Eric Peter (DAI, 2019) has been selected for a work period at AIR Alexanderplatz Berlin! From January - April 2020 he will use the given time and space to further his investigation into the possibilities of "the choreopoem".

| tag: Berlin

ABA (AIR Berlin Alexanderplatz) is an artist-run initiative. The mandate at ABA sets out to investigate how “artistic research” has become increasingly engaged with fields of knowledge that lie beyond what has traditionally been considered the “artistic sphere.” Conducting fieldwork, delving into archives, drawing parallels, testing hypotheses, creating photographic documentation and compiling new “findings” have all become integral parts of the contemporary term “artistic research”—defined by Mika Hannula as “methodological abundance” that sets itself apart from traditional scientific methodologies. The very idea of artistic research has prompted theorists such as Paul Feyerabend (‘Against Method’) and Bruno Latour (‘Laboratory Life: The Social Construction of Scientific Facts’) to call static notions of “method” and “fact” into question, giving particular relevance to subjective, interdisciplinary, and experimental approaches to research.

Today, when the majority of communication is done online, often between people who will never meet and always with the threat of being monitored, ABA strives to create spaces where people can freely express their ideas in a comfortable, aesthetically stimulating environment and be met with immediate, face-to-face responses. The border between the public and private spheres is blurred as like-minded strangers come together in the streets, parks, and apartments of Berlin, the entire city becoming a living room, where history is already pressing in from all angles.

ABA’s operations consist of the conception, curation, and implementation of various work and presentation formats: The organization of Salons, the release of Publications, the stewardship of a Residency Program, the organization of Lab, the maintenance of online Notices, and lastly the management of the BFSCA (Berlin Field School of Contemporary Art). Whether you are joining us as an artist-in-residence, an attendee of the frequently held salons, or as a reader of one of the publications, your attention is already a contribution to the development of ABA as a safe, cooperative space where artists, curators, designers, theorists—and anyone who is interested—can come together in support of each other’s endeavours.

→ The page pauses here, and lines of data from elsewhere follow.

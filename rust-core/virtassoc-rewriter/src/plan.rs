// SPDX-License-Identifier: PMPL-1.0-or-later
//! Injection plan: pending rewrites applied in one batched pass.

use std::sync::Arc;

use tracing::{debug, error};
use virtassoc_filter::{FilterNode, Predicate, PATH_SEPARATOR};

use crate::container::{self, ContainerPath};
use crate::context::InjectionContext;
use crate::error::RewriteError;
use crate::report::{BatchSummary, InjectionSummary, RewriteReport};
use crate::resolver::ErasedResolver;

/// One container's matched predicates for one `(prefix, association)` pair.
#[derive(Debug)]
pub struct InjectionPoint {
    pub(crate) container: ContainerPath,
    pub(crate) prefix: String,
    pub(crate) association: String,
    pub(crate) resolver: Arc<dyn ErasedResolver>,
    pub(crate) predicates: Vec<Predicate>,
}

impl InjectionPoint {
    pub fn container(&self) -> &ContainerPath {
        &self.container
    }

    pub fn prefix(&self) -> &str {
        &self.prefix
    }

    pub fn association(&self) -> &str {
        &self.association
    }

    pub fn predicates(&self) -> &[Predicate] {
        &self.predicates
    }

    /// Reject replacements that escape this point's prefix.
    fn check_prefix(&self, replacement: &Predicate) -> Result<(), RewriteError> {
        if self.prefix.is_empty() {
            return Ok(());
        }
        let field = replacement.field();
        let within = field.len() > self.prefix.len()
            && field.starts_with(self.prefix.as_str())
            && field[self.prefix.len()..].starts_with(PATH_SEPARATOR);
        if within {
            return Ok(());
        }
        error!(
            association = %self.association,
            prefix = %self.prefix,
            field = %field,
            "Resolver produced a replacement predicate outside its prefix"
        );
        Err(RewriteError::InternalInvariantViolation(format!(
            "resolver \"{}\" produced predicate on \"{}\" outside prefix \"{}\"",
            self.association, field, self.prefix
        )))
    }
}

/// All injection points registered by one rewrite pass.
#[derive(Debug, Default)]
pub struct InjectionPlan {
    points: Vec<InjectionPoint>,
}

impl InjectionPlan {
    pub fn new() -> Self {
        Self::default()
    }

    pub(crate) fn register(&mut self, point: InjectionPoint) {
        debug_assert!(!point.predicates.is_empty());
        self.points.push(point);
    }

    pub fn is_empty(&self) -> bool {
        self.points.is_empty()
    }

    pub fn len(&self) -> usize {
        self.points.len()
    }

    pub fn points(&self) -> &[InjectionPoint] {
        &self.points
    }

    /// Point indices grouped by association, in first-seen order.
    fn batches(&self) -> Vec<(&str, Vec<usize>)> {
        let mut batches: Vec<(&str, Vec<usize>)> = Vec::new();
        for (index, point) in self.points.iter().enumerate() {
            match batches
                .iter_mut()
                .find(|(association, _)| *association == point.association)
            {
                Some((_, indices)) => indices.push(index),
                None => batches.push((point.association.as_str(), vec![index])),
            }
        }
        batches
    }

    /// Generate replacement predicates and append them to their containers.
    ///
    /// Each resolver is preprocessed once with the contexts of all its
    /// points, then asked for replacements point by point.
    pub(crate) fn apply(&self, filters: &mut Vec<FilterNode>) -> Result<RewriteReport, RewriteError> {
        let mut report = RewriteReport::default();
        if self.is_empty() {
            return Ok(report);
        }

        for (association, indices) in self.batches() {
            let contexts = indices
                .iter()
                .map(|&index| {
                    let point = &self.points[index];
                    let siblings = container::predicates_at(filters, &point.container)
                        .ok_or_else(|| missing_container(point))?
                        .into_iter()
                        .cloned()
                        .collect();
                    Ok(InjectionContext::new(point, siblings))
                })
                .collect::<Result<Vec<_>, RewriteError>>()?;

            debug!(
                association,
                injection_points = contexts.len(),
                "Applying virtual association batch"
            );

            let resolver = &self.points[indices[0]].resolver;
            resolver.run_batch(&contexts, &mut |position, replacements| {
                let point = &self.points[indices[position]];
                for replacement in &replacements {
                    point.check_prefix(replacement)?;
                }
                let mut target = container::locate(filters, &point.container)
                    .ok_or_else(|| missing_container(point))?;
                report.injections.push(InjectionSummary::new(point, &replacements));
                for replacement in replacements {
                    target.push(replacement);
                }
                Ok(())
            })?;

            report.batches.push(BatchSummary {
                association: association.to_string(),
                injection_points: indices.len(),
            });
        }

        report.rewritten = true;
        Ok(report)
    }
}

fn missing_container(point: &InjectionPoint) -> RewriteError {
    RewriteError::InternalInvariantViolation(format!(
        "container {} for \"{}\" no longer exists",
        point.container, point.association
    ))
}
// SPDX-License-Identifier: PMPL-1.0-or-later
//! Read-only view handed to resolvers for one injection point.

use virtassoc_filter::{join_path, Predicate, Value};

use crate::container::ContainerPath;
use crate::error::RewriteError;
use crate::plan::InjectionPoint;

/// Everything a resolver may look at when rewriting one injection point.
///
/// `predicates` are the virtual predicates matched in one container for one
/// `(prefix, association)` pair. `parent_predicates` are the ordinary
/// predicates left in that same container after the rewrite, which lets a
/// resolver correlate with conditions on the parent entity.
#[derive(Debug)]
pub struct InjectionContext<'a> {
    point: &'a InjectionPoint,
    parent_predicates: Vec<Predicate>,
}

impl<'a> InjectionContext<'a> {
    pub(crate) fn new(point: &'a InjectionPoint, parent_predicates: Vec<Predicate>) -> Self {
        Self {
            point,
            parent_predicates,
        }
    }

    /// Path segments preceding the association name; empty at the root entity.
    pub fn field_prefix(&self) -> &str {
        &self.point.prefix
    }

    pub fn association_name(&self) -> &str {
        &self.point.association
    }

    pub fn container_path(&self) -> &ContainerPath {
        &self.point.container
    }

    /// All matched virtual predicates, in tree order.
    pub fn predicates(&self) -> &[Predicate] {
        &self.point.predicates
    }

    /// Full path of a virtual field at this point (`<prefix.>assoc.name`).
    pub fn virtual_field_path(&self, name: &str) -> String {
        join_path(&join_path(&self.point.prefix, &self.point.association), name)
    }

    /// Full path of a real field on the parent entity (`<prefix.>name`).
    pub fn parent_field_path(&self, name: &str) -> String {
        join_path(&self.point.prefix, name)
    }

    /// Matched predicates on the virtual field `name`.
    pub fn predicates_on_virtual_field(&self, name: &str) -> Vec<&Predicate> {
        let path = self.virtual_field_path(name);
        self.point
            .predicates
            .iter()
            .filter(|p| p.field() == path)
            .collect()
    }

    /// Values of every equality predicate on the virtual field `name`.
    pub fn equality_values_on_virtual_field(&self, name: &str) -> Result<Vec<&Value>, RewriteError> {
        equality_values(self.predicates_on_virtual_field(name))
    }

    /// Ordinary predicates in the same container on the parent field `name`.
    pub fn predicates_on_parent_field(&self, name: &str) -> Vec<&Predicate> {
        let path = self.parent_field_path(name);
        self.parent_predicates
            .iter()
            .filter(|p| p.field() == path)
            .collect()
    }

    pub fn equality_values_on_parent_field(&self, name: &str) -> Result<Vec<&Value>, RewriteError> {
        equality_values(self.predicates_on_parent_field(name))
    }
}

fn equality_values<'p>(
    predicates: impl IntoIterator<Item = &'p Predicate>,
) -> Result<Vec<&'p Value>, RewriteError> {
    let mut values = Vec::new();
    for predicate in predicates {
        match predicate.equality_values() {
            Some(found) => values.extend(found),
            None => {
                return Err(RewriteError::UnsupportedPredicateType {
                    field: predicate.field().to_string(),
                    kind: predicate.kind().name(),
                })
            }
        }
    }
    Ok(values)
}
// SPDX-License-Identifier: PMPL-1.0-or-later
//! Leaf filter conditions.

use std::fmt;

use serde::{Deserialize, Serialize};

use crate::value::Value;

/// Kind of condition a predicate applies to its field.
#[derive(Debug, Clone, PartialEq, Serialize, Deserialize)]
#[serde(tag = "type", rename_all = "snake_case")]
pub enum PredicateKind {
    /// field = value
    Equals { value: Value },
    /// field IN (values)
    EqualsAny { values: Vec<Value> },
    /// field != value
    NotEquals { value: Value },
    /// Substring match.
    Contains { value: String },
    /// Starts-with match.
    Prefix { value: String },
    /// Ends-with match.
    Suffix { value: String },
    /// Bounded range; any bound may be absent.
    Range {
        #[serde(default, skip_serializing_if = "Option::is_none")]
        gt: Option<Value>,
        #[serde(default, skip_serializing_if = "Option::is_none")]
        gte: Option<Value>,
        #[serde(default, skip_serializing_if = "Option::is_none")]
        lt: Option<Value>,
        #[serde(default, skip_serializing_if = "Option::is_none")]
        lte: Option<Value>,
    },
}

impl PredicateKind {
    /// Short name of the kind, as used in error messages.
    pub fn name(&self) -> &'static str {
        match self {
            PredicateKind::Equals { .. } => "equals",
            PredicateKind::EqualsAny { .. } => "equals_any",
            PredicateKind::NotEquals { .. } => "not_equals",
            PredicateKind::Contains { .. } => "contains",
            PredicateKind::Prefix { .. } => "prefix",
            PredicateKind::Suffix { .. } => "suffix",
            PredicateKind::Range { .. } => "range",
        }
    }
}

/// An atomic filter condition over one field path.
///
/// Predicates are immutable; rewriting produces new predicates instead of
/// editing existing ones.
#[derive(Debug, Clone, PartialEq, Serialize, Deserialize)]
pub struct Predicate {
    field: String,
    #[serde(flatten)]
    kind: PredicateKind,
}

impl Predicate {
    pub fn new(field: impl Into<String>, kind: PredicateKind) -> Self {
        Self {
            field: field.into(),
            kind,
        }
    }

    pub fn equals(field: impl Into<String>, value: impl Into<Value>) -> Self {
        Self::new(
            field,
            PredicateKind::Equals {
                value: value.into(),
            },
        )
    }

    pub fn equals_any<V: Into<Value>>(
        field: impl Into<String>,
        values: impl IntoIterator<Item = V>,
    ) -> Self {
        Self::new(
            field,
            PredicateKind::EqualsAny {
                values: values.into_iter().map(Into::into).collect(),
            },
        )
    }

    pub fn not_equals(field: impl Into<String>, value: impl Into<Value>) -> Self {
        Self::new(
            field,
            PredicateKind::NotEquals {
                value: value.into(),
            },
        )
    }

    pub fn contains(field: impl Into<String>, text: impl Into<String>) -> Self {
        Self::new(field, PredicateKind::Contains { value: text.into() })
    }

    pub fn prefix(field: impl Into<String>, text: impl Into<String>) -> Self {
        Self::new(field, PredicateKind::Prefix { value: text.into() })
    }

    pub fn suffix(field: impl Into<String>, text: impl Into<String>) -> Self {
        Self::new(field, PredicateKind::Suffix { value: text.into() })
    }

    /// Range with inclusive bounds.
    pub fn between(
        field: impl Into<String>,
        low: impl Into<Value>,
        high: impl Into<Value>,
    ) -> Self {
        Self::new(
            field,
            PredicateKind::Range {
                gt: None,
                gte: Some(low.into()),
                lt: None,
                lte: Some(high.into()),
            },
        )
    }

    /// Full dotted field path.
    pub fn field(&self) -> &str {
        &self.field
    }

    pub fn kind(&self) -> &PredicateKind {
        &self.kind
    }

    /// Copy of this predicate targeting another field.
    pub fn with_field(&self, field: impl Into<String>) -> Self {
        Self::new(field, self.kind.clone())
    }

    /// Values of an equality or equality-any predicate.
    ///
    /// Returns `None` for every other kind.
    pub fn equality_values(&self) -> Option<Vec<&Value>> {
        match &self.kind {
            PredicateKind::Equals { value } => Some(vec![value]),
            PredicateKind::EqualsAny { values } => Some(values.iter().collect()),
            _ => None,
        }
    }
}

impl fmt::Display for Predicate {
    fn fmt(&self, f: &mut fmt::Formatter<'_>) -> fmt::Result {
        let field = &self.field;
        match &self.kind {
            PredicateKind::Equals { value } => write!(f, "{field} = {value}"),
            PredicateKind::EqualsAny { values } => {
                write!(f, "{field} IN {}", Value::List(values.clone()))
            }
            PredicateKind::NotEquals { value } => write!(f, "{field} != {value}"),
            PredicateKind::Contains { value } => write!(f, "{field} CONTAINS '{value}'"),
            PredicateKind::Prefix { value } => write!(f, "{field} STARTS WITH '{value}'"),
            PredicateKind::Suffix { value } => write!(f, "{field} ENDS WITH '{value}'"),
            PredicateKind::Range { gt, gte, lt, lte } => {
                let bounds: Vec<String> = [(">", gt), (">=", gte), ("<", lt), ("<=", lte)]
                    .into_iter()
                    .filter_map(|(op, bound)| bound.as_ref().map(|v| format!("{field} {op} {v}")))
                    .collect();
                if bounds.is_empty() {
                    write!(f, "{field} IN RANGE (unbounded)")
                } else {
                    write!(f, "{}", bounds.join(" AND "))
                }
            }
        }
    }
}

Eric Peter will further his research with ‘Economy as Intimacy’, in which he aims to reimagine late capitalism through the lens of intimacy, using poetry and language as a medium of speculation. His project has lead to publications (essays and poetry volumes), recitals, readings, discussions, and in recent past, a more performative presenting of poems (choreopoems). The project existed solely in print initially (print as one of the most intimate forms of maker-versus-public), but Peter developed a practice of performing his poetries in a more recent stage of this long-term project. Having began with more conventional solo readings to group recitals (mediating speed, accent, vocabulary and loudness as an economy of language), he arrived at more elaborate performances of his poetic work; mini-operas of some sort.

The choreopoem became of particular interest then, and it is this concept which he’ll develop further during his residency with ABA: “Not quite knowing where this route [of the choreopoem] is taking me—or where it can lead to—, I still feel there is great opportunities in a bodily engagement of poetry. I guess it is a logical step, and one more, away from the paper poem. I want to challenge myself into confrontations with a public, I want to find myself in a discursive environment with peers, preferably interested in performance/dance or similar theoretical subjects, to see where a practicing of language in/of movements, and dance as signifiers and signifieds, can inform this project materially and conceptually."

Eric Peter's working period with AIR Berlin Alexanderplatz is made possible through support by the Mondriaan Fund.